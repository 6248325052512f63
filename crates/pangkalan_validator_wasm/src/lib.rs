use wasm_bindgen::prelude::*;

use pangkalan_core::{
    default_runner, load_document, set_region_bounds, validate_text, NoticeContainer,
    NoticeSeverity, RegionBoundsGuard,
};
use pangkalan_report::ValidationReport;

#[cfg(feature = "console_error_panic_hook")]
pub use console_error_panic_hook::set_once as set_panic_hook;

/// Initialize the WASM module (call once on page load)
#[wasm_bindgen]
pub fn init() {
    #[cfg(feature = "console_error_panic_hook")]
    console_error_panic_hook::set_once();
}

/// Get the validator version
#[wasm_bindgen]
pub fn version() -> String {
    env!("CARGO_PKG_VERSION").to_string()
}

/// Validation result returned to JavaScript
#[wasm_bindgen]
pub struct ValidationResult {
    json: String,
    errors: Vec<String>,
    warnings: Vec<String>,
}

#[wasm_bindgen]
impl ValidationResult {
    /// Full validation report as JSON
    #[wasm_bindgen(getter)]
    pub fn json(&self) -> String {
        self.json.clone()
    }

    /// Error messages, in report order
    #[wasm_bindgen(getter)]
    pub fn errors(&self) -> js_sys::Array {
        self.errors.iter().map(|message| JsValue::from_str(message)).collect()
    }

    /// Warning messages, in report order
    #[wasm_bindgen(getter)]
    pub fn warnings(&self) -> js_sys::Array {
        self.warnings.iter().map(|message| JsValue::from_str(message)).collect()
    }

    #[wasm_bindgen(getter)]
    pub fn error_count(&self) -> u32 {
        self.errors.len() as u32
    }

    #[wasm_bindgen(getter)]
    pub fn warning_count(&self) -> u32 {
        self.warnings.len() as u32
    }

    /// Check if validation passed (no errors)
    #[wasm_bindgen(getter)]
    pub fn is_valid(&self) -> bool {
        self.errors.is_empty()
    }
}

/// Validate the text of a GeoJSON file.
///
/// # Arguments
/// * `text` - File contents as read in the browser
/// * `region_check` - Pass `false` to accept coordinates outside Indonesia
#[wasm_bindgen]
pub fn validate_geojson(text: &str, region_check: Option<bool>) -> ValidationResult {
    let _region_guard = region_guard(region_check);
    let outcome = validate_text(text, &default_runner());
    build_result(&outcome.notices)
}

/// Validate and sanitize a GeoJSON file. Returns the sanitized document as
/// pretty-printed JSON, or throws the error messages joined by newlines.
#[wasm_bindgen]
pub fn sanitize_geojson(text: &str, region_check: Option<bool>) -> Result<String, JsValue> {
    sanitize_text(text, region_check).map_err(|message| JsValue::from_str(&message))
}

/// Sample document for the "download template" button
#[wasm_bindgen]
pub fn generate_sample() -> String {
    pangkalan_core::generate_sample()
}

fn build_result(notices: &NoticeContainer) -> ValidationResult {
    let report = ValidationReport::from_container(notices);
    let json = serde_json::to_string(&report).unwrap_or_else(|_| "{}".to_string());
    ValidationResult {
        json,
        errors: notices.messages(NoticeSeverity::Error),
        warnings: notices.messages(NoticeSeverity::Warning),
    }
}

/// Passing `false` turns the Indonesia region check off until the guard drops.
fn region_guard(region_check: Option<bool>) -> Option<RegionBoundsGuard> {
    (region_check == Some(false)).then(|| set_region_bounds(None))
}

fn sanitize_text(text: &str, region_check: Option<bool>) -> Result<String, String> {
    let _region_guard = region_guard(region_check);
    let loaded = load_document(text).map_err(|err| err.messages().join("\n"))?;
    serde_json::to_string_pretty(&loaded.to_value()).map_err(|err| err.to_string())
}

#[cfg(test)]
mod tests {
    use super::*;

    #[test]
    fn test_version() {
        let v = version();
        assert!(!v.is_empty());
    }

    #[test]
    fn test_sample_is_valid() {
        let result = validate_geojson(&generate_sample(), None);
        assert!(result.is_valid());
        assert_eq!(result.warning_count(), 0);
        let report: serde_json::Value = serde_json::from_str(&result.json()).unwrap();
        assert_eq!(report["isValid"], true);
    }

    #[test]
    fn test_region_check_toggle() {
        let text = generate_sample().replace("106.8456", "2.35");
        assert!(!validate_geojson(&text, None).is_valid());
        assert!(validate_geojson(&text, Some(false)).is_valid());

        assert!(sanitize_text(&text, None).is_err());
        let sanitized = sanitize_text(&text, Some(false)).unwrap();
        assert!(sanitized.contains("2.35"));
    }

    #[test]
    fn test_sanitize_text() {
        let text = generate_sample().replace("\"kenyamanan\": 4", "\"kenyamanan\": 4.0");
        let sanitized = sanitize_text(&text, None).unwrap();
        assert!(sanitized.contains("\"kenyamanan\": 4"));
        assert!(!sanitized.contains("4.0"));
        assert_eq!(
            sanitize_text("{}", None).unwrap_err(),
            "GeoJSON must be of type 'FeatureCollection'"
        );
    }
}
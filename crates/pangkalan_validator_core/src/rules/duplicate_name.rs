use rustc_hash::FxHashMap;

use crate::{DocumentInput, NoticeContainer, ValidationNotice, Validator};

const CODE_DUPLICATE_LOCATION_NAME: &str = "duplicate_location_name";
const LISTED_NAMES: usize = 3;

/// Emits one warning naming locations that share a name.
#[derive(Debug, Default)]
pub struct DuplicateNameValidator;

impl Validator for DuplicateNameValidator {
    fn name(&self) -> &'static str {
        "duplicate_location_name"
    }

    fn validate(&self, document: &DocumentInput, notices: &mut NoticeContainer) {
        let duplicates = duplicate_names(document.names());
        if duplicates.is_empty() {
            return;
        }

        let listed = duplicates
            .iter()
            .take(LISTED_NAMES)
            .copied()
            .collect::<Vec<_>>()
            .join(", ");
        let ellipsis = if duplicates.len() > LISTED_NAMES {
            "..."
        } else {
            ""
        };
        notices.push(
            ValidationNotice::warning(
                CODE_DUPLICATE_LOCATION_NAME,
                format!(
                    "{} duplicate location name(s) found: {}{}",
                    duplicates.len(),
                    listed,
                    ellipsis
                ),
            )
            .with_context_field("names", &duplicates),
        );
    }
}

/// Names seen more than once, ordered by where their first repeat appears.
fn duplicate_names<'a>(names: impl Iterator<Item = &'a str>) -> Vec<&'a str> {
    let mut seen: FxHashMap<&str, usize> = FxHashMap::default();
    let mut duplicates = Vec::new();
    for name in names {
        let count = seen.entry(name).or_insert(0);
        *count += 1;
        if *count == 2 {
            duplicates.push(name);
        }
    }
    duplicates
}
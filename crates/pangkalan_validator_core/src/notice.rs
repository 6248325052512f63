use std::collections::BTreeMap;

use serde::{Deserialize, Serialize};
use serde_json::Value;

use crate::document::StructuralError;

pub const NOTICE_CODE_MALFORMED_JSON: &str = "malformed_json";
pub const NOTICE_CODE_EMPTY_DOCUMENT: &str = "empty_document";
pub const NOTICE_CODE_DOCUMENT_NOT_OBJECT: &str = "document_not_object";
pub const NOTICE_CODE_INVALID_COLLECTION_TYPE: &str = "invalid_collection_type";
pub const NOTICE_CODE_FEATURES_NOT_ARRAY: &str = "features_not_array";
pub const NOTICE_CODE_EMPTY_FEATURE_COLLECTION: &str = "empty_feature_collection";

#[derive(Debug, Clone, Copy, PartialEq, Eq, Serialize, Deserialize)]
#[serde(rename_all = "lowercase")]
pub enum NoticeSeverity {
    Error,
    Warning,
    Info,
}

#[derive(Debug, Clone, PartialEq, Serialize, Deserialize)]
pub struct ValidationNotice {
    pub code: String,
    pub severity: NoticeSeverity,
    pub message: String,
    /// Zero-based position of the feature in the collection.
    pub feature_index: Option<usize>,
    pub field: Option<String>,
    #[serde(default, skip_serializing_if = "BTreeMap::is_empty")]
    pub context: BTreeMap<String, Value>,
    #[serde(default, skip_serializing_if = "Vec::is_empty")]
    pub field_order: Vec<String>,
}

impl ValidationNotice {
    pub fn new(
        code: impl Into<String>,
        severity: NoticeSeverity,
        message: impl Into<String>,
    ) -> Self {
        Self {
            code: code.into(),
            severity,
            message: message.into(),
            feature_index: None,
            field: None,
            context: BTreeMap::new(),
            field_order: Vec::new(),
        }
    }

    pub fn error(code: impl Into<String>, message: impl Into<String>) -> Self {
        Self::new(code, NoticeSeverity::Error, message)
    }

    pub fn warning(code: impl Into<String>, message: impl Into<String>) -> Self {
        Self::new(code, NoticeSeverity::Warning, message)
    }

    pub fn from_structural_error(error: &StructuralError) -> Self {
        let code = match error {
            StructuralError::Empty => NOTICE_CODE_EMPTY_DOCUMENT,
            StructuralError::NotAnObject => NOTICE_CODE_DOCUMENT_NOT_OBJECT,
            StructuralError::NotAFeatureCollection => NOTICE_CODE_INVALID_COLLECTION_TYPE,
            StructuralError::FeaturesNotAnArray => NOTICE_CODE_FEATURES_NOT_ARRAY,
            StructuralError::NoFeatures => NOTICE_CODE_EMPTY_FEATURE_COLLECTION,
        };
        ValidationNotice::error(code, error.to_string())
    }

    pub fn malformed_json(error: &serde_json::Error) -> Self {
        let mut notice = ValidationNotice::error(
            NOTICE_CODE_MALFORMED_JSON,
            format!("file is not valid JSON: {}", error),
        );
        notice.insert_context_field("line", error.line());
        notice.insert_context_field("column", error.column());
        notice
    }

    pub fn insert_context_field<V: Serialize>(&mut self, name: impl Into<String>, value: V) {
        let key = name.into();
        let serialized = serde_json::to_value(value).unwrap_or(Value::Null);
        if !self.field_order.iter().any(|item| item == &key) {
            self.field_order.push(key.clone());
        }
        self.context.insert(key, serialized);
    }

    pub fn with_context_field<V: Serialize>(mut self, name: impl Into<String>, value: V) -> Self {
        self.insert_context_field(name, value);
        self
    }

    pub fn set_location(&mut self, feature_index: usize, field: Option<&str>) {
        self.feature_index = Some(feature_index);
        self.field = field.map(str::to_string);
    }

    pub fn with_location(mut self, feature_index: usize, field: Option<&str>) -> Self {
        self.set_location(feature_index, field);
        self
    }
}

/// Ordered accumulator shared by every validation stage.
#[derive(Debug, Default, Clone)]
pub struct NoticeContainer {
    notices: Vec<ValidationNotice>,
}

impl NoticeContainer {
    pub fn new() -> Self {
        Self {
            notices: Vec::new(),
        }
    }

    pub fn push(&mut self, notice: ValidationNotice) {
        self.notices.push(notice);
    }

    pub fn push_structural_error(&mut self, error: &StructuralError) {
        self.notices
            .push(ValidationNotice::from_structural_error(error));
    }

    pub fn iter(&self) -> impl Iterator<Item = &ValidationNotice> {
        self.notices.iter()
    }

    pub fn len(&self) -> usize {
        self.notices.len()
    }

    pub fn is_empty(&self) -> bool {
        self.notices.is_empty()
    }

    pub fn merge(&mut self, other: NoticeContainer) {
        self.notices.extend(other.notices);
    }

    pub fn count(&self, severity: NoticeSeverity) -> usize {
        self.notices
            .iter()
            .filter(|notice| notice.severity == severity)
            .count()
    }

    pub fn has_errors(&self) -> bool {
        self.notices
            .iter()
            .any(|notice| notice.severity == NoticeSeverity::Error)
    }

    pub fn messages(&self, severity: NoticeSeverity) -> Vec<String> {
        self.notices
            .iter()
            .filter(|notice| notice.severity == severity)
            .map(|notice| notice.message.clone())
            .collect()
    }
}

impl IntoIterator for NoticeContainer {
    type Item = ValidationNotice;
    type IntoIter = std::vec::IntoIter<ValidationNotice>;

    fn into_iter(self) -> Self::IntoIter {
        self.notices.into_iter()
    }
}

/// Flat accept/reject summary handed to callers that only need text.
#[derive(Debug, Clone, PartialEq, Eq, Serialize, Deserialize)]
#[serde(rename_all = "camelCase")]
pub struct ValidationResult {
    pub is_valid: bool,
    pub errors: Vec<String>,
    pub warnings: Vec<String>,
}

impl From<&NoticeContainer> for ValidationResult {
    fn from(notices: &NoticeContainer) -> Self {
        let errors = notices.messages(NoticeSeverity::Error);
        Self {
            is_valid: errors.is_empty(),
            errors,
            warnings: notices.messages(NoticeSeverity::Warning),
        }
    }
}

——————————

- What you will do: Working from the material above, restate word for word the lines between the line with "returned to JavaScript" and the line with "let report = ValidationReport::from_container(notices);", both included, and only those.

- Answer box:
/// Validation result returned to JavaScript
#[wasm_bindgen]
pub struct ValidationResult {
    json: String,
    errors: Vec<String>,
    warnings: Vec<String>,
}

#[wasm_bindgen]
impl ValidationResult {
    /// Full validation report as JSON
    #[wasm_bindgen(getter)]
    pub fn json(&self) -> String {
        self.json.clone()
    }

    /// Error messages, in report order
    #[wasm_bindgen(getter)]
    pub fn errors(&self) -> js_sys::Array {
        self.errors.iter().map(|message| JsValue::from_str(message)).collect()
    }

    /// Warning messages, in report order
    #[wasm_bindgen(getter)]
    pub fn warnings(&self) -> js_sys::Array {
        self.warnings.iter().map(|message| JsValue::from_str(message)).collect()
    }

    #[wasm_bindgen(getter)]
    pub fn error_count(&self) -> u32 {
        self.errors.len() as u32
    }

    #[wasm_bindgen(getter)]
    pub fn warning_count(&self) -> u32 {
        self.warnings.len() as u32
    }

    /// Check if validation passed (no errors)
    #[wasm_bindgen(getter)]
    pub fn is_valid(&self) -> bool {
        self.errors.is_empty()
    }
}

/// Validate the text of a GeoJSON file.
///
/// # Arguments
/// * `text` - File contents as read in the browser
/// * `region_check` - Pass `false` to accept coordinates outside Indonesia
#[wasm_bindgen]
pub fn validate_geojson(text: &str, region_check: Option<bool>) -> ValidationResult {
    let _region_guard = region_guard(region_check);
    let outcome = validate_text(text, &default_runner());
    build_result(&outcome.notices)
}

/// Validate and sanitize a GeoJSON file. Returns the sanitized document as
/// pretty-printed JSON, or throws the error messages joined by newlines.
#[wasm_bindgen]
pub fn sanitize_geojson(text: &str, region_check: Option<bool>) -> Result<String, JsValue> {
    sanitize_text(text, region_check).map_err(|message| JsValue::from_str(&message))
}

/// Sample document for the "download template" button
#[wasm_bindgen]
pub fn generate_sample() -> String {
    pangkalan_core::generate_sample()
}

fn build_result(notices: &NoticeContainer) -> ValidationResult {
    let report = ValidationReport::from_container(notices);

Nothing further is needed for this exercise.